__Task__:
Return, unchanged, every line starting at the one with "overwrite by code)." and running through the last line of the material below, with nothing else added.

··········

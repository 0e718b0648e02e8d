//! # Repository Contract
//!
//! The persistence port the inventory service orchestrates against.
//!
//! ## Contract Shape
//! ```text
//! ┌─────────────────────────────────────────────────────────────────────┐
//! │                     ProductRepository                               │
//! │                                                                     │
//! │  InventoryService ──► trait methods ──► adapter (atlas-db SQLite,   │
//! │                                          or an in-memory fake)      │
//! │                                                                     │
//! │  Every method is TOTAL:                                             │
//! │  • absence is `None` / empty Vec, never an error                    │
//! │  • write outcomes are `true` / `false`                              │
//! │  • adapter-level failures are logged by the adapter and coerced     │
//! │    to the failure value - they never cross this boundary as panics  │
//! └─────────────────────────────────────────────────────────────────────┘
//! ```
//!
//! ## Concurrency
//! The service performs a non-atomic read-then-write for stock mutations
//! (`find_by_code` followed by `update_stock`). Implementations must
//! serialize writes per product code - the bundled SQLite adapter satisfies
//! this with SQLite's single-writer model. Without that guarantee two
//! concurrent `stock_out` calls can both observe the same starting stock.

use async_trait::async_trait;

use crate::types::Product;

/// Storage operations over products, keyed by product code.
#[async_trait]
pub trait ProductRepository: Send + Sync {
    /// Looks up a product by its code.
    async fn find_by_code(&self, code: &str) -> Option<Product>;

    /// Persists a product (insert or overwrite by code).
    async fn save(&self, product: &Product) -> bool;

    /// Deletes a product by code. `false` when nothing was deleted.
    async fn delete(&self, code: &str) -> bool;

    /// Sets a product's stock to an absolute value.
    async fn update_stock(&self, code: &str, new_stock: i64) -> bool;

    /// Returns every stored product, active or not.
    async fn find_all(&self) -> Vec<Product>;

    /// Products whose name starts with `prefix`.
    async fn find_by_name_prefix(&self, prefix: &str) -> Vec<Product>;

    /// Products filed under the given category label.
    async fn find_by_category(&self, category: &str) -> Vec<Product>;

    /// Active products with positive stock at or below their threshold.
    async fn find_low_stock(&self) -> Vec<Product>;

    /// Active products with zero stock.
    async fn find_out_of_stock(&self) -> Vec<Product>;
}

··········

__Answer to the exercise__:
    /// Persists a product (insert or overwrite by code).
    async fn save(&self, product: &Product) -> bool;

    /// Deletes a product by code. `false` when nothing was deleted.
    async fn delete(&self, code: &str) -> bool;

    /// Sets a product's stock to an absolute value.
    async fn update_stock(&self, code: &str, new_stock: i64) -> bool;

    /// Returns every stored product, active or not.
    async fn find_all(&self) -> Vec<Product>;

    /// Products whose name starts with `prefix`.
    async fn find_by_name_prefix(&self, prefix: &str) -> Vec<Product>;

    /// Products filed under the given category label.
    async fn find_by_category(&self, category: &str) -> Vec<Product>;

    /// Active products with positive stock at or below their threshold.
    async fn find_low_stock(&self) -> Vec<Product>;

    /// Active products with zero stock.
    async fn find_out_of_stock(&self) -> Vec<Product>;
}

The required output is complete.